Clickinfo.co.id – Paguyuban Pemuda Wasesa Pandawa Lampung memperluas fokus pembinaan generasi muda melalui penguatan seni bela diri tradisional hingga pembinaan olahraga usia dini.
Komitmen pembinaan diutarakan saat peringatan Maulid Nabi Muhammad SAW 1448 H berbalut pelestarian pencak silat di Aula Dinas Sosial Kota Bandar Lampung, Kamis, 17 September 2026.
Pertemuan khidmat dihadiri para sesepuh padepokan, tokoh kepemudaan, jajaran pengurus organisasi, serta puluhan pendekar dari berbagai padepokan di Kota Bandar Lampung. Rangkaian acara ditutup lantunan doa bersama dan unjuk kebolehan atraksi jurus silat.
Ketua DPP Pandawa Lampung M. Hatta, ST memaparkan laju organisasi ditopang tiga sayap utama. Ketiganya mencakup Padepokan Tjimande Sinar Pusaka Lampung pimpinan Kang Rahmat, portal informasi Pandawa News Media, serta Sekolah Sepak Bola (SSB) di Sukarame.
Hatta menyoroti keberadaan sekolah sepak bola yang telah berjalan dua tahun memiliki misi sosial menjauhkan anak-anak dari ketergantungan telepon pintar. Olahraga bola besar dipilih sebagai sarana pemulihan kebiasaan bergerak di luar ruangan.
“Guna sekolah sepak bola didirikan yakni mengubah pola pikir anak zaman sekarang yang gemar bermain gawai agar kembali menyukai permainan lapangan seperti sepak bola,” ujar Hatta.
Menurut Hatta, kecenderungan anak mengurung diri di kamar sambil menatap layar ponsel kian mengkhawatirkan. Melalui latihan fisik beregu, anak dibimbing mengasah kedisiplinan, kekompakan kelompok, sportivitas, serta pola hidup bugar.
“Kami ingin anak-anak kembali turun ke lapangan, berkeringat, dan bergaul dengan kawan sebaya.
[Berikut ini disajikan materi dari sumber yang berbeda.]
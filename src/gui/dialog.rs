// Boites de message natives (rfd), bloquantes.

use rfd::{MessageButtons, MessageDialog, MessageLevel};

fn show(level: MessageLevel, title: &str, text: &str) {
    let _ = MessageDialog::new()
        .set_level(level)
        .set_title(title)
        .set_description(text)
        .set_buttons(MessageButtons::Ok)
        .show();
}

pub fn info(title: &str, text: &str) {
    show(MessageLevel::Info, title, text);
}

pub fn warning(title: &str, text: &str) {
    show(MessageLevel::Warning, title, text);
}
Jangan sampai generasi penerus tumbuh lemah fisik dan mental akibat terbelenggu layar gawai,” tambahnya.
Pada sektor kebudayaan, sayap Padepokan Tjimande Sinar Pusaka giat menggelar latihan rutin, atraksi seni, hingga pengajian keagamaan. Hatta memandang seni bela diri menyimpan kekayaan tata krama yang selaras dengan teladan keluhuran budi pekerti Nabi.
“Pencak silat Tjimande Sinar Pusaka mengajarkan adab sebelum menuntut ilmu. Warisan leluhur merupakan jati diri bangsa yang wajib dijaga bersama agar tidak punah tertelan zaman,” kata Hatta.
Sementara peran media internal diarahkan menyebarluaskan kabar kegiatan positif ke ruang publik demi memantik motivasi kalangan muda lain. Ke depan, Pandawa membuka pintu kemitraan bersama pemerintah daerah, jajaran aparat keamanan, serta komunitas bela diri guna mencetak pemuda yang berdaya saing.